Appropriate Technologies and Crowd Sourcing

I’ve always loved the term Appropriate Technologies. It evokes ram pumps that use the force of the water to do the pumping, low tech solar water heaters you can make yourself, and bicycle powered washing machines.
Wikipedia says that Appropriate Technologies is an outdated term and suggests that “sustainable development” has replaced it. These are not just trends in language. They are ideological differences. So many of the free thinkingImage designers in the 70s had to figure out how to make a living. Ideas needed to be marketable for the masses and therefore consistent with the entitlement that our culture indoctrinates.
Wikipedia also informs us that Paul Polak, founder of a company called International Development Enterprises, declared “appropriate technology” dead in a 2010 blog post. He now calls it “affordable technologies”.
For the record (because apparently blog posts do matter) I’m in favor of keeping the term Appropriate Technologies in circulation. I’m glad to report that the Permaculture Activist is too. It’s the theme of their winter 2013-14 issue. Appropriate, to me, means that this design has been chosen because it really serves us and our world, not just an elite few, while forcing others into slave labor and destroying the ecosystems of less privileged nations. And it’s appropriate to me if it helps us streamline and organize our lives in a way that keeps 62us connected with the Earth and her cycles and her people and our own ability to learn new skills. Guess what, Appropriate Technologies are not just for the poor folks!

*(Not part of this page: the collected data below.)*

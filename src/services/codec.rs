//! Bidirectional converter between the XML metadata document and the
//! in-memory `MetaData` record.
//!
//! The decoder is deliberately forgiving: tag names match case-insensitively,
//! unknown tags are skipped, and a document that cannot be parsed at all is
//! reported as "no metadata", never as an error.

use chrono::{DateTime, SecondsFormat, Utc};
use quick_xml::events::{BytesEnd, BytesStart, BytesText, Event};
use quick_xml::reader::Reader;
use quick_xml::writer::Writer;

use crate::models::MetaData;

/// Decodes an uploaded metadata document. Returns `None` for input that is
/// not well-formed XML or contains no element at all.
pub fn decode(text: &str) -> Option<MetaData> {
    let mut reader = Reader::from_str(text);
    reader.config_mut().trim_text(true);

    let mut buf = Vec::new();
    let mut current_tag = String::new();
    // Element text arrives in fragments: entity references split it into
    // separate Text and GeneralRef events. Accumulate until the end tag.
    let mut text = String::new();
    let mut saw_element = false;
    let mut meta = MetaData::default();

    loop {
        match reader.read_event_into(&mut buf) {
            Ok(Event::Start(e)) => {
                saw_element = true;
                current_tag = String::from_utf8_lossy(e.name().as_ref()).to_lowercase();
                text.clear();
            }
            Ok(Event::Text(e)) => {
                if let Ok(t) = e.decode() {
                    text.push_str(&t);
                }
            }
            Ok(Event::GeneralRef(e)) => {
                if let Ok(Some(c)) = e.resolve_char_ref() {
                    text.push(c);
                } else if let Some(s) = quick_xml::escape::resolve_predefined_entity(
                    &String::from_utf8_lossy(e.as_ref()),
                ) {
                    text.push_str(s);
                }
                // Unknown entities are dropped like any other unusable input.
            }
            Ok(Event::End(_)) => {
                if !text.is_empty() {
                    commit_field(&mut meta, &current_tag, &text);
                }
                current_tag.clear();
                text.clear();
            }
            Ok(Event::Eof) => break,
            Err(_) => return None,
            _ => (),
        }
        buf.clear();
    }

    if saw_element { Some(meta) } else { None }
}

fn commit_field(meta: &mut MetaData, tag: &str, text: &str) {
    match tag {
        "creationtime" => {
            meta.creation_time = DateTime::parse_from_rfc3339(text)
                .ok()
                .map(|t| t.with_timezone(&Utc));
        }
        "cameramake" => meta.camera_make = Some(text.to_string()),
        "cameramodel" => meta.camera_model = Some(text.to_string()),
        "orientation" => meta.orientation = text.parse().ok(),
        "horizontalppi" => meta.horizontal_ppi = text.parse().ok(),
        "verticalppi" => meta.vertical_ppi = text.parse().ok(),
        "shutterspeed" => meta.shutter_speed = text.parse().ok(),
        "colorspace" => meta.color_space = Some(text.to_string()),
        _ => (),
    }
}

/// Serializes a record back to the document shape the decoder accepts.
/// Absent fields are omitted rather than written as empty elements.
pub fn encode(meta: &MetaData) -> String {
    try_encode(meta).unwrap_or_default()
}

fn try_encode(meta: &MetaData) -> std::io::Result<String> {
    let mut writer = Writer::new(Vec::new());
    writer.write_event(Event::Start(BytesStart::new("MetaData")))?;

    if let Some(t) = meta.creation_time {
        write_field(
            &mut writer,
            "creationTime",
            &t.to_rfc3339_opts(SecondsFormat::Secs, true),
        )?;
    }
    if let Some(v) = &meta.camera_make {
        write_field(&mut writer, "cameraMake", v)?;
    }
    if let Some(v) = &meta.camera_model {
        write_field(&mut writer, "cameraModel", v)?;
    }
    if let Some(v) = meta.orientation {
        write_field(&mut writer, "orientation", &v.to_string())?;
    }
    if let Some(v) = meta.horizontal_ppi {
        write_field(&mut writer, "horizontalPpi", &v.to_string())?;
    }
    if let Some(v) = meta.vertical_ppi {
        write_field(&mut writer, "verticalPpi", &v.to_string())?;
    }
    if let Some(v) = meta.shutter_speed {
        write_field(&mut writer, "shutterSpeed", &v.to_string())?;
    }
    if let Some(v) = &meta.color_space {
        write_field(&mut writer, "colorSpace", v)?;
    }

    writer.write_event(Event::End(BytesEnd::new("MetaData")))?;
    Ok(String::from_utf8_lossy(&writer.into_inner()).into_owned())
}

fn write_field(writer: &mut Writer<Vec<u8>>, name: &str, value: &str) -> std::io::Result<()> {
    writer.write_event(Event::Start(BytesStart::new(name)))?;
    writer.write_event(Event::Text(BytesText::new(value)))?;
    writer.write_event(Event::End(BytesEnd::new(name)))?;
    Ok(())
}

#[cfg(test)]
mod tests {
    use super::*;
    use chrono::TimeZone;

    fn full_metadata() -> MetaData {
        MetaData {
            creation_time: Some(Utc.with_ymd_and_hms(2021, 6, 1, 12, 30, 0).unwrap()),
            camera_make: Some("Canon".to_string()),
            camera_model: Some("EOS R5".to_string()),
            orientation: Some(1),
            horizontal_ppi: Some(300),
            vertical_ppi: Some(300),
            shutter_speed: Some(0.008),
            color_space: Some("sRGB".to_string()),
        }
    }

    #[test]
    fn test_round_trip_with_all_fields() {
        let meta = full_metadata();
        let xml = encode(&meta);
        let decoded = decode(&xml).expect("encoded document must decode");
        assert_eq!(decoded, meta);
    }

    #[test]
    fn test_round_trip_with_xml_special_characters() {
        let meta = MetaData {
            camera_make: Some("AT&T".to_string()),
            camera_model: Some("<EOS-R5>".to_string()),
            color_space: Some("'sRGB'".to_string()),
            ..MetaData::default()
        };
        let decoded = decode(&encode(&meta)).expect("encoded document must decode");
        assert_eq!(decoded, meta);
    }

    #[test]
    fn test_decode_resolves_entity_references() {
        let xml = "<MetaData><cameraMake>AT&amp;T</cameraMake>\
                   <cameraModel>&lt;X100&gt;</cameraModel>\
                   <colorSpace>a&#x41;a</colorSpace></MetaData>";
        let meta = decode(xml).unwrap();
        assert_eq!(meta.camera_make.as_deref(), Some("AT&T"));
        assert_eq!(meta.camera_model.as_deref(), Some("<X100>"));
        assert_eq!(meta.color_space.as_deref(), Some("aAa"));
    }

    #[test]
    fn test_decode_is_case_insensitive() {
        let xml = "<METADATA><CAMERAMAKE>Nikon</CAMERAMAKE><OrIeNtAtIoN>6</OrIeNtAtIoN></METADATA>";
        let meta = decode(xml).unwrap();
        assert_eq!(meta.camera_make.as_deref(), Some("Nikon"));
        assert_eq!(meta.orientation, Some(6));
    }

    #[test]
    fn test_decode_ignores_unknown_fields() {
        let xml = "<MetaData><lensModel>50mm</lensModel><cameraModel>X100</cameraModel></MetaData>";
        let meta = decode(xml).unwrap();
        assert_eq!(meta.camera_model.as_deref(), Some("X100"));
        assert_eq!(meta.camera_make, None);
    }

    #[test]
    fn test_decode_rejects_non_xml() {
        assert_eq!(decode(""), None);
        assert_eq!(decode("not xml at all"), None);
        assert_eq!(decode(r#"{"cameraMake": "Canon"}"#), None);
    }

    #[test]
    fn test_decode_leaves_unparseable_numbers_absent() {
        let xml = "<MetaData><orientation>sideways</orientation></MetaData>";
        let meta = decode(xml).unwrap();
        assert_eq!(meta.orientation, None);
    }

    #[test]
    fn test_decode_empty_document_is_all_absent() {
        let meta = decode("<MetaData></MetaData>").unwrap();
        assert_eq!(meta, MetaData::default());
    }

    #[test]
    fn test_encode_omits_absent_fields() {
        let meta = MetaData {
            camera_make: Some("Sony".to_string()),
            ..MetaData::default()
        };
        let xml = encode(&meta);
        assert!(xml.contains("<cameraMake>Sony</cameraMake>"));
        assert!(!xml.contains("orientation"));
        assert!(!xml.contains("creationTime"));
    }
}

Most likely you are reading this on the internet. Can the internet be considered an Appropriate Technology? The main thing that I love about Appropriate Technologies is the idea that our social, economic and environmental stability is more important than making use of the next invention. We get to choose what tools we want to use in our lives. But so often it’s the marketplace that chooses. Like it or not what’s on the internet has shaped our lives significantly in the past five years. It can certainly promote consumerism, but it also can be a great platform for sharing and building community.
We’ve been hoping that crowd sourcing could be an Appropriate Technology. In researching our own fund raising needs, we’ve looked at Kickstarter, Indiegogo, Crowdrise, and other platforms. It’s amazing what people have been able to raise money for. I saw over $12,000 raised for “geeky sprinkles”- new shapes to decorate your cakes with like gears and lightning bolts. !!!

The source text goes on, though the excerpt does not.